Stored items:

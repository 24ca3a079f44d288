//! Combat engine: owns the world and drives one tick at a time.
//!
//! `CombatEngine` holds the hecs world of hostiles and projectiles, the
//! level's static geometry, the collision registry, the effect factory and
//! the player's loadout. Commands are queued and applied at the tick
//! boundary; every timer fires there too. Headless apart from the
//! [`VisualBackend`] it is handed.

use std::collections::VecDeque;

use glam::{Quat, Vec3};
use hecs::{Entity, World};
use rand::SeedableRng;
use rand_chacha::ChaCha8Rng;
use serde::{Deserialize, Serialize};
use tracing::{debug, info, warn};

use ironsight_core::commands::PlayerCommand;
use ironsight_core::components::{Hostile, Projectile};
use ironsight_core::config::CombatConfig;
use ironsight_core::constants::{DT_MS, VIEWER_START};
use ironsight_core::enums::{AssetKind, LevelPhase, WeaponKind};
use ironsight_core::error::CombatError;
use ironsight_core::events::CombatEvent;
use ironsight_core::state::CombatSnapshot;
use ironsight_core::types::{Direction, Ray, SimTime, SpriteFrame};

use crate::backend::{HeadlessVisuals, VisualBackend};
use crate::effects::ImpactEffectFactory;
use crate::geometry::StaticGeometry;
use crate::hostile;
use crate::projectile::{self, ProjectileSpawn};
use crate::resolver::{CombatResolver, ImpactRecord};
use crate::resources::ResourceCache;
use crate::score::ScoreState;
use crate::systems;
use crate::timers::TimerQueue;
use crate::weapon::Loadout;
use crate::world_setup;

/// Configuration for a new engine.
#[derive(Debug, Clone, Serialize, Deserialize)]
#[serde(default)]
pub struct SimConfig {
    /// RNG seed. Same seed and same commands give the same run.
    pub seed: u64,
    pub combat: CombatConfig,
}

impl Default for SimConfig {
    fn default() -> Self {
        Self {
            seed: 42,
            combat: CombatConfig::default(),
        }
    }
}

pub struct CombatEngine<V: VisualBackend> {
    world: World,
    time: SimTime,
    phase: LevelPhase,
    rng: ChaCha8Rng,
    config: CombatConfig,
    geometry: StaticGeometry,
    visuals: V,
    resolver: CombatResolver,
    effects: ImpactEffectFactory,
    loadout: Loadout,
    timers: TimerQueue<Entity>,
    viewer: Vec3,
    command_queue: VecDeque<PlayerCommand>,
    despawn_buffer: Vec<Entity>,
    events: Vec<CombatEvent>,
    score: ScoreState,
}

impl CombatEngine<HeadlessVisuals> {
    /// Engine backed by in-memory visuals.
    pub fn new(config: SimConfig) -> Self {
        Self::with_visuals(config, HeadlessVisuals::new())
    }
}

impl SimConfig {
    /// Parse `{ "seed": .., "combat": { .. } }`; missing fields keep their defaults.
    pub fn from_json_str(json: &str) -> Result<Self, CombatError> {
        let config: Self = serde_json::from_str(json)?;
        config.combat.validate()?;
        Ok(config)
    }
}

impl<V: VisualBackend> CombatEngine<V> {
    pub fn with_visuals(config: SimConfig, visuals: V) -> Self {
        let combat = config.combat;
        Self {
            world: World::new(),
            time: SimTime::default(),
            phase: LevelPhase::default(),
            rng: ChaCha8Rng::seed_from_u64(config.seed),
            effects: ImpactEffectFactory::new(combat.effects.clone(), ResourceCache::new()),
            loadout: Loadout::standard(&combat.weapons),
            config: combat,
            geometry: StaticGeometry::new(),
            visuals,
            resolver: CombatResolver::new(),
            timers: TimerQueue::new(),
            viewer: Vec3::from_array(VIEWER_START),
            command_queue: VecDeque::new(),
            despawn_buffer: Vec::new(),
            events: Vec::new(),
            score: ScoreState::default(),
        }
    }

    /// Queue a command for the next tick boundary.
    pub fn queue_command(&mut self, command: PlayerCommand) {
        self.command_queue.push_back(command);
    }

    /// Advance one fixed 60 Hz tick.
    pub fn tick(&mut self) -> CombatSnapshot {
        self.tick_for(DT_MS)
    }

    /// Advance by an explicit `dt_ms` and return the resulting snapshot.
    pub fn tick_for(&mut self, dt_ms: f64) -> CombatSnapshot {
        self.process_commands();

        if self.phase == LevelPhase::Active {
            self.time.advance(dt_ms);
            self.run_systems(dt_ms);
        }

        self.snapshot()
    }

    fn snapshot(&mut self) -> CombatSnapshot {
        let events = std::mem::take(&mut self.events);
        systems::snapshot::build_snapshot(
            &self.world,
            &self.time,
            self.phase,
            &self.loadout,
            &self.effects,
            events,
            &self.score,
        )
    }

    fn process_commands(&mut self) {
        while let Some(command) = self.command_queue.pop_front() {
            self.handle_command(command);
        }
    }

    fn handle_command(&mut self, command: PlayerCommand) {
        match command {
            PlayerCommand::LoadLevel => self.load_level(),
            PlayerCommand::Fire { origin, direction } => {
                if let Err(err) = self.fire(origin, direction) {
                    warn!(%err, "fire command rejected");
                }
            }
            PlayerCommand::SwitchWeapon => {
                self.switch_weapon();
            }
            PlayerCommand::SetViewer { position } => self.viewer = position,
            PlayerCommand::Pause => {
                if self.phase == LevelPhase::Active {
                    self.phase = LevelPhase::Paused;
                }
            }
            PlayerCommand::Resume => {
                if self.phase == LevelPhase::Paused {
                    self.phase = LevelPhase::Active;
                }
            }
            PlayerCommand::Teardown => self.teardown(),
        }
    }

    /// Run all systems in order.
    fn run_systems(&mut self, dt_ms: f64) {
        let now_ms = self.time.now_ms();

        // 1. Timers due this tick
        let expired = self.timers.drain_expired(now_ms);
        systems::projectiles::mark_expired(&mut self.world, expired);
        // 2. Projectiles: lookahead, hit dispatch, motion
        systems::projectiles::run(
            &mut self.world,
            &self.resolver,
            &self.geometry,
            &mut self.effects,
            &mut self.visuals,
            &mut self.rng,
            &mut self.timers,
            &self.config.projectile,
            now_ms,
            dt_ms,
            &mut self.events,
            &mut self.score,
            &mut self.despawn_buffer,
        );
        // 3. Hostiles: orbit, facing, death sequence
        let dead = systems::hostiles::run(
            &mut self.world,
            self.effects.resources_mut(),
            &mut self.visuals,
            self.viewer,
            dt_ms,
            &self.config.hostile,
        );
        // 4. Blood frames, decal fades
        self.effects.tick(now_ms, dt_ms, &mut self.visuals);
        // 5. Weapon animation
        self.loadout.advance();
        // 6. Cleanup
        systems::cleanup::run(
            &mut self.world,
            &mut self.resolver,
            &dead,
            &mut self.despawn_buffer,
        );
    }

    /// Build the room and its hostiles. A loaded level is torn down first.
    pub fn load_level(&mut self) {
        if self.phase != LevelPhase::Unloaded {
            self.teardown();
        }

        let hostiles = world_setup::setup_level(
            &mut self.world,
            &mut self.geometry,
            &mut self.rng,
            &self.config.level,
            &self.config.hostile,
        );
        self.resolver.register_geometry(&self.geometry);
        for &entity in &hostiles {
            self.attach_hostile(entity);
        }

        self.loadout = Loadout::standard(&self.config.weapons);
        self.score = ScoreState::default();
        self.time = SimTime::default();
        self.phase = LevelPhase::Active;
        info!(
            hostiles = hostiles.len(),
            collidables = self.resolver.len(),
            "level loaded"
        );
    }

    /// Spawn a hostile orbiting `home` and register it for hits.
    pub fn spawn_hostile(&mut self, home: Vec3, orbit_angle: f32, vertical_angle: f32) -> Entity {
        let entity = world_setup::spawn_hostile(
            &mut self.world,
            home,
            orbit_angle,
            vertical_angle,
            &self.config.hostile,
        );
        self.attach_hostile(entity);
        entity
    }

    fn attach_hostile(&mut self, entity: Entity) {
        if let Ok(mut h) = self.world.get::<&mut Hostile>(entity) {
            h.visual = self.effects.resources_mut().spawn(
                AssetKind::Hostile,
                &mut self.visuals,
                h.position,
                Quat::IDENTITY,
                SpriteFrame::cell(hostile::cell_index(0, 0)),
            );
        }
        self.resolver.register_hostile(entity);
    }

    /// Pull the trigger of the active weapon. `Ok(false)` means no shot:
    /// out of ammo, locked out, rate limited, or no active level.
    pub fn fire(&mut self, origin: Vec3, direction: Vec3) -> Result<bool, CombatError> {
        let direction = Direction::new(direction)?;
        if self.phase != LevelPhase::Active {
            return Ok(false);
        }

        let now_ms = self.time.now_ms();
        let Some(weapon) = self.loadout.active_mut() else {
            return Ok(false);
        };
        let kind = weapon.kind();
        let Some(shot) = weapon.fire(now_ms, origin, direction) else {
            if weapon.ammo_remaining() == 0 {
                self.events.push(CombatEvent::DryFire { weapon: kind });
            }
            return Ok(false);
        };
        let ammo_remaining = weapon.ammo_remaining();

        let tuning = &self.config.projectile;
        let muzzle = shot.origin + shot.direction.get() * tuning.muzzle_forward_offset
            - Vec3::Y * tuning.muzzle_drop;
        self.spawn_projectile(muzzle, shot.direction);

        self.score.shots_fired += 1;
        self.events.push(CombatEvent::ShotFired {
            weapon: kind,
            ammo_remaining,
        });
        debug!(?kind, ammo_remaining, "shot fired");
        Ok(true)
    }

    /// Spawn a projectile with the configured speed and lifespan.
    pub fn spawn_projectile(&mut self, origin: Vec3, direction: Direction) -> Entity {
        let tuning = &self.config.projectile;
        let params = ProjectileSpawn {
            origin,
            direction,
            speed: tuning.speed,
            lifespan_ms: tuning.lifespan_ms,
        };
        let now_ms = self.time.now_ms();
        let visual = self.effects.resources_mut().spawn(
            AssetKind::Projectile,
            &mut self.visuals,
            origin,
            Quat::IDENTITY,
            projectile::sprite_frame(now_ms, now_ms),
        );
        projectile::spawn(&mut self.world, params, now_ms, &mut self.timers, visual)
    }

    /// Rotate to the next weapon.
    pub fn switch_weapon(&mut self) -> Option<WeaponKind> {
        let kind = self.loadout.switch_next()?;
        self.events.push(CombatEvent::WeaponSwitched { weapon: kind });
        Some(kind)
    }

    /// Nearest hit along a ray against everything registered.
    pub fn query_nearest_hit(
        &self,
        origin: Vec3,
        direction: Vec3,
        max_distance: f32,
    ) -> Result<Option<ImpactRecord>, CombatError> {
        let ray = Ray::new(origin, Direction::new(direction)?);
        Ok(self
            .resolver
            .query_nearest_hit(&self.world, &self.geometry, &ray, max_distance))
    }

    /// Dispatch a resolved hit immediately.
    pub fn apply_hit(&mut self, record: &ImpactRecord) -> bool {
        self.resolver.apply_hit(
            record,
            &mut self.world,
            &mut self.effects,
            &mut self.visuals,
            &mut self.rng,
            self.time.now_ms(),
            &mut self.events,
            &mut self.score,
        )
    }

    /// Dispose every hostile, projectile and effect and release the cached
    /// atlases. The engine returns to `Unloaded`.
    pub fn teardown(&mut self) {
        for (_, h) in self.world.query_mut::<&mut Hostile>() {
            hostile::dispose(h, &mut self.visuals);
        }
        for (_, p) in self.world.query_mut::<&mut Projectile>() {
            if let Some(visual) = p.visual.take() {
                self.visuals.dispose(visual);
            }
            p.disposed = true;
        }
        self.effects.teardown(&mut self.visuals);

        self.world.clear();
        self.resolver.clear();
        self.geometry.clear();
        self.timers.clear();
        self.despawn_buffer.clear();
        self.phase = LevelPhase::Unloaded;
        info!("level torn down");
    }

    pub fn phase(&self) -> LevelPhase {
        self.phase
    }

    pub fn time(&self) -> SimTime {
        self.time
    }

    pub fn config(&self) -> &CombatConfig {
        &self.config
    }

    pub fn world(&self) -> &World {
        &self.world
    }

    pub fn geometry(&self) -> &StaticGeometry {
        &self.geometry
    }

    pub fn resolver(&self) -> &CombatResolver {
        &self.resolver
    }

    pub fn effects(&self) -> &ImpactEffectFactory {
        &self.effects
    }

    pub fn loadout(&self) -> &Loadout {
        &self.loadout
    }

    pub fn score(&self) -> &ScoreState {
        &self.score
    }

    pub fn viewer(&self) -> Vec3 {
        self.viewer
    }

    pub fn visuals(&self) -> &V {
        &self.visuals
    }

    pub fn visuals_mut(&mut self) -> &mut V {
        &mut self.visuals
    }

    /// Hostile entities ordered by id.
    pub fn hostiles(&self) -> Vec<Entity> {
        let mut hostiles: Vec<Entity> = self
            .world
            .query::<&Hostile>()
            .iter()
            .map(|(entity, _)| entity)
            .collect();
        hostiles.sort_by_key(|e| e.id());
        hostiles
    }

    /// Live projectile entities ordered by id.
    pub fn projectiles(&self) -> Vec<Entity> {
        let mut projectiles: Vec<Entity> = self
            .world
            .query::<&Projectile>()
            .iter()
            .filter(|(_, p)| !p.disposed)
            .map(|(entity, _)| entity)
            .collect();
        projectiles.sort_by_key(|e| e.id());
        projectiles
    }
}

About this task: Exactly as they stand, set down the lines from the top of the data through the line with "it is handed.".

Solution below:
repository 24ca3a079f44d288
//! Combat engine: owns the world and drives one tick at a time.
//!
//! `CombatEngine` holds the hecs world of hostiles and projectiles, the
//! level's static geometry, the collision registry, the effect factory and
//! the player's loadout. Commands are queued and applied at the tick
//! boundary; every timer fires there too. Headless apart from the
//! [`VisualBackend`] it is handed.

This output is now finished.